***** Records provided *****

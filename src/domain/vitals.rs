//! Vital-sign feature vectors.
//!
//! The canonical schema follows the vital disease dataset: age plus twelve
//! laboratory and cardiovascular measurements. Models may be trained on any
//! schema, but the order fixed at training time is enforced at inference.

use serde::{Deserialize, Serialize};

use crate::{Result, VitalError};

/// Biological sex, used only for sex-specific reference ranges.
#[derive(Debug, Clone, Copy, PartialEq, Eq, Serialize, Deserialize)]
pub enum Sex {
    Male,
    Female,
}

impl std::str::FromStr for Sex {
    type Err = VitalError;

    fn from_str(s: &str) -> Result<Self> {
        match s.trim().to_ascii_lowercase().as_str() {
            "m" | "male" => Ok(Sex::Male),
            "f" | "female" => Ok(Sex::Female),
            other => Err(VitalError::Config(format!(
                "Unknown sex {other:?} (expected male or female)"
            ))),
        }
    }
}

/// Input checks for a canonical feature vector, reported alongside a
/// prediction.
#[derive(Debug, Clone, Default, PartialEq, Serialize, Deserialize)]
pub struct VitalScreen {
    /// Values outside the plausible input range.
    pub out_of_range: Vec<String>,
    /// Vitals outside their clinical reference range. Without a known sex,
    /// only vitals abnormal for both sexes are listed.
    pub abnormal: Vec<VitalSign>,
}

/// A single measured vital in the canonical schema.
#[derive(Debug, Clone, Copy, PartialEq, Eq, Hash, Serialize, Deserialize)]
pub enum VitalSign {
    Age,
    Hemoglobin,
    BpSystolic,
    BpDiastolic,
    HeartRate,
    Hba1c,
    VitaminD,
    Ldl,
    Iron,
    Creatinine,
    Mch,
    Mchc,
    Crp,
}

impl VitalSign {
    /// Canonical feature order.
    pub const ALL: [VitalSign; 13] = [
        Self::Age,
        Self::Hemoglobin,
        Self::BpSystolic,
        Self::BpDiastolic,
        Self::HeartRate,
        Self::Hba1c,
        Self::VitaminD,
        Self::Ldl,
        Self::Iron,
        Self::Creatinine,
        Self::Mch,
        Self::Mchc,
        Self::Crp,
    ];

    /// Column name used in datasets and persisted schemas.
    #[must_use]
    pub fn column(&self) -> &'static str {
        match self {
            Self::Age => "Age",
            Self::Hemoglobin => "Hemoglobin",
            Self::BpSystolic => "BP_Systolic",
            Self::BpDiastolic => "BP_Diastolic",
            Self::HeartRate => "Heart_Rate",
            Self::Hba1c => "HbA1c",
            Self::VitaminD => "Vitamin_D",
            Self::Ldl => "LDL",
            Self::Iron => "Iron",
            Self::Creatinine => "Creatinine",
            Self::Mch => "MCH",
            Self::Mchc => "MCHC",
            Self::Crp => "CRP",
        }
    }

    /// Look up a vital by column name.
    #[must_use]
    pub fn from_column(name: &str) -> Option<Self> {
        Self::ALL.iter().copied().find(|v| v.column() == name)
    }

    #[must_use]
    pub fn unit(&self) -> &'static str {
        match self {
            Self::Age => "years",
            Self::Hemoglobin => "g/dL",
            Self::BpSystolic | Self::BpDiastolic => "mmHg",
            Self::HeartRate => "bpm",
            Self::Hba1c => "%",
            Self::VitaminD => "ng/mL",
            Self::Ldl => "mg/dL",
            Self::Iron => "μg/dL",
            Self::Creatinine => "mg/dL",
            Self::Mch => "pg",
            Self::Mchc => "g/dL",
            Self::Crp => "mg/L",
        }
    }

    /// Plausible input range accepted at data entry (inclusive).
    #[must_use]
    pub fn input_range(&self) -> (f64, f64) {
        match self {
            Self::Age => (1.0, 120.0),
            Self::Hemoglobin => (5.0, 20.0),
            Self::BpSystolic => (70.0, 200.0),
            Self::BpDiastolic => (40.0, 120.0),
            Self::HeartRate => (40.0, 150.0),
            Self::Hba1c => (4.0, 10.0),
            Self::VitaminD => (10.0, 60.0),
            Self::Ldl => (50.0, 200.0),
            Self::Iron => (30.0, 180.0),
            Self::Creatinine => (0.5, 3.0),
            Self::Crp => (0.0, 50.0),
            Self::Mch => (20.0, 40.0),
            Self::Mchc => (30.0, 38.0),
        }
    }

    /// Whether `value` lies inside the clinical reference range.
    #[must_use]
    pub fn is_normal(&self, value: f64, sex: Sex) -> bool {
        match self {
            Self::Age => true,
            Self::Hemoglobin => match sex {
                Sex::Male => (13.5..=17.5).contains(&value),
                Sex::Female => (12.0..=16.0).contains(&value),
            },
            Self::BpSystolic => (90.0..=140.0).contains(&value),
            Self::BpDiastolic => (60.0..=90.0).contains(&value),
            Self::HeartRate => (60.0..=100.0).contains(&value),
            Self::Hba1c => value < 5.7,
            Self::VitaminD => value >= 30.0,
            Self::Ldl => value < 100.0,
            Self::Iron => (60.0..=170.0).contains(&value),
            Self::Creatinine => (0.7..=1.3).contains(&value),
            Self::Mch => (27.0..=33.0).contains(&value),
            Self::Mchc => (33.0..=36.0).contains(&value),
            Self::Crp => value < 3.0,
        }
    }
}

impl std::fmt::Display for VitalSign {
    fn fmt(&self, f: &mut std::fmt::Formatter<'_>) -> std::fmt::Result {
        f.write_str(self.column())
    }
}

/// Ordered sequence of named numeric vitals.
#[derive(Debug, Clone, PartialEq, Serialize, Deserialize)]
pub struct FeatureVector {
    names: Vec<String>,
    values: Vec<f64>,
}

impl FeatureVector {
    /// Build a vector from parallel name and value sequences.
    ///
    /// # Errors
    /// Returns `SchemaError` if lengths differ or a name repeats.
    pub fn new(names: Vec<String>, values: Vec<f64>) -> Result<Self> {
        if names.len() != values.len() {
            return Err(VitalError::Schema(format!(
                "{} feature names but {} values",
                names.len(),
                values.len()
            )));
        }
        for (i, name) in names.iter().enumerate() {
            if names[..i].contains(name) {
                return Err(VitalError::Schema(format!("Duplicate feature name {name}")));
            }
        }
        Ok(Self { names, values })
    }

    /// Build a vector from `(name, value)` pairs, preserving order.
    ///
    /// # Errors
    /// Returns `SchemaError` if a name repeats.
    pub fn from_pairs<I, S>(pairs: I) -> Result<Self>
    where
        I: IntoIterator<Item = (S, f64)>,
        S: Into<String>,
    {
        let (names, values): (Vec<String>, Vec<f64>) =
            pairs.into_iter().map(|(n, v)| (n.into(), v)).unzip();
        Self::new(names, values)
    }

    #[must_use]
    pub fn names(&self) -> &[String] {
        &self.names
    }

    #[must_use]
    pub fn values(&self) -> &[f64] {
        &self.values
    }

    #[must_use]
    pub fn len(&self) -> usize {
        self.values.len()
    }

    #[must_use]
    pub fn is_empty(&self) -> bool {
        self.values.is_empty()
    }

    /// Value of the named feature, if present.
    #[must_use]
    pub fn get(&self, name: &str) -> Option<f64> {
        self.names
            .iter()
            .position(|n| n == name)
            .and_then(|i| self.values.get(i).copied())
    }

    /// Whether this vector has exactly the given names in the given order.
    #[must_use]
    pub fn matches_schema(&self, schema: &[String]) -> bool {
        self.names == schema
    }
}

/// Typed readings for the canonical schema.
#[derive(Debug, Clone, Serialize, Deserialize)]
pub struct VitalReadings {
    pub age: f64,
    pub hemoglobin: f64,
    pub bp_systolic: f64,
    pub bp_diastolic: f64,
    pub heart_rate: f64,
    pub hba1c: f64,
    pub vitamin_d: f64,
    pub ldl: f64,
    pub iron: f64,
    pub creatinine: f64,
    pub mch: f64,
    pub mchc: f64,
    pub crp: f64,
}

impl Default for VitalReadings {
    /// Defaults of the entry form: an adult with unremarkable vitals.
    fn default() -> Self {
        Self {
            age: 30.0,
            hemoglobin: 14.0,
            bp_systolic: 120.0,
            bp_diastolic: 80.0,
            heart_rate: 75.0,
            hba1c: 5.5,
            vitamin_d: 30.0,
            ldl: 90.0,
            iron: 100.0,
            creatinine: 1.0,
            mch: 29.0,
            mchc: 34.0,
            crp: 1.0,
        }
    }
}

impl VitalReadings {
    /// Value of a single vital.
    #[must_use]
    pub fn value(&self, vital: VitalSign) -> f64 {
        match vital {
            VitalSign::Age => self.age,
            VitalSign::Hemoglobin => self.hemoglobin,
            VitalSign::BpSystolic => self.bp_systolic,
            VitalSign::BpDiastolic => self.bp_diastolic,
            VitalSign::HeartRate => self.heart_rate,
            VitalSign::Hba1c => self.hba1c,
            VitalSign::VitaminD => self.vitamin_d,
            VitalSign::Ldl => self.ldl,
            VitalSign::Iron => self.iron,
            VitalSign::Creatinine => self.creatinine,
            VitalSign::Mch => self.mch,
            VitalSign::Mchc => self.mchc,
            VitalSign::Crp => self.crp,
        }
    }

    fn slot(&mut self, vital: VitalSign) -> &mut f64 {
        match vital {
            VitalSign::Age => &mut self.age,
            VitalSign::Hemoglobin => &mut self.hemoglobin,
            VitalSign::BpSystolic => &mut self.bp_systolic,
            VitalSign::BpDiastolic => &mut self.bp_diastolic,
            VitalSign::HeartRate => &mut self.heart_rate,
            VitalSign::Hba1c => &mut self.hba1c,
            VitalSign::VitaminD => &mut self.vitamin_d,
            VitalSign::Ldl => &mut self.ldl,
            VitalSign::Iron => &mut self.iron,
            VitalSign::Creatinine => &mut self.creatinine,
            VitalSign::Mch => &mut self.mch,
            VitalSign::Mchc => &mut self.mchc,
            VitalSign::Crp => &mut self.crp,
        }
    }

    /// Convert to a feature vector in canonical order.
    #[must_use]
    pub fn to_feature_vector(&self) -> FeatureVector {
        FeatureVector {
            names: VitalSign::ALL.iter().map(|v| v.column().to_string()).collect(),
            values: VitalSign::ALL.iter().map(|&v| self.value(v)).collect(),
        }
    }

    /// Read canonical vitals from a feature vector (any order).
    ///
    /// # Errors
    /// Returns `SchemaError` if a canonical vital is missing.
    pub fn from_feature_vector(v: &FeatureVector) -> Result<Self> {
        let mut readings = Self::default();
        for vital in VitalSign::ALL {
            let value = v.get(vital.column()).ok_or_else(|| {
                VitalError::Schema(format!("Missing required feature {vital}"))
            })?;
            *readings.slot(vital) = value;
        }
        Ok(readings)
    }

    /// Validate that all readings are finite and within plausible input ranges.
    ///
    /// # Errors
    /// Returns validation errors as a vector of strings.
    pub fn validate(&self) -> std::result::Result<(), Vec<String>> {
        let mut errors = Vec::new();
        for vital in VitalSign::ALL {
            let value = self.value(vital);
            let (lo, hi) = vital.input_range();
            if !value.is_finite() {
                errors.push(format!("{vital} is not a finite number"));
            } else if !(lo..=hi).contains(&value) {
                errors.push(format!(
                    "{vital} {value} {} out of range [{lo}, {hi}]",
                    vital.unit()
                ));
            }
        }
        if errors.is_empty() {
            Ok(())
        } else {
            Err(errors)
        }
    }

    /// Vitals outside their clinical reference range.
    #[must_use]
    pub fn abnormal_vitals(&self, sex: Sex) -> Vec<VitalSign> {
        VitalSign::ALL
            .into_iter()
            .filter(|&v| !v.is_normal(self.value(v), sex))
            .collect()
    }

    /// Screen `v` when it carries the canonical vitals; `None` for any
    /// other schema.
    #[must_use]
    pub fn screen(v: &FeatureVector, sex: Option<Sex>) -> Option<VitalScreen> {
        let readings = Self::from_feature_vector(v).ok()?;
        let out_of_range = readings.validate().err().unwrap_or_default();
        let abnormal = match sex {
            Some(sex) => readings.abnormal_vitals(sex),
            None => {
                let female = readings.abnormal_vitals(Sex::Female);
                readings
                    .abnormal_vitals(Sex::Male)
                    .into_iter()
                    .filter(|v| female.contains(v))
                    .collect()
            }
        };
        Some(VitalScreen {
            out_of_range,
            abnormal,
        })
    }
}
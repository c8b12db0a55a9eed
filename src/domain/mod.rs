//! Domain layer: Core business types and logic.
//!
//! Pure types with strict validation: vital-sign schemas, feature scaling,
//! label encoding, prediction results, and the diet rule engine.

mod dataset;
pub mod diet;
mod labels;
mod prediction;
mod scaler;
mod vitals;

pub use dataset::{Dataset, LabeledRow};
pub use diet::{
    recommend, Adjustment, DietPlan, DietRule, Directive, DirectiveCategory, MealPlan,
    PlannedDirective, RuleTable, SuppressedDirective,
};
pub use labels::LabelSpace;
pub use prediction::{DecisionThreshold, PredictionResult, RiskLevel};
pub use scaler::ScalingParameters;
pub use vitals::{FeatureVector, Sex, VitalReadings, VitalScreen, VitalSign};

*****

▶ Work instructions:
Check each line of the data above for the word "types" and copy the ones where it is found.

▶ Task result:
//! Domain layer: Core business types and logic.
//! Pure types with strict validation: vital-sign schemas, feature scaling,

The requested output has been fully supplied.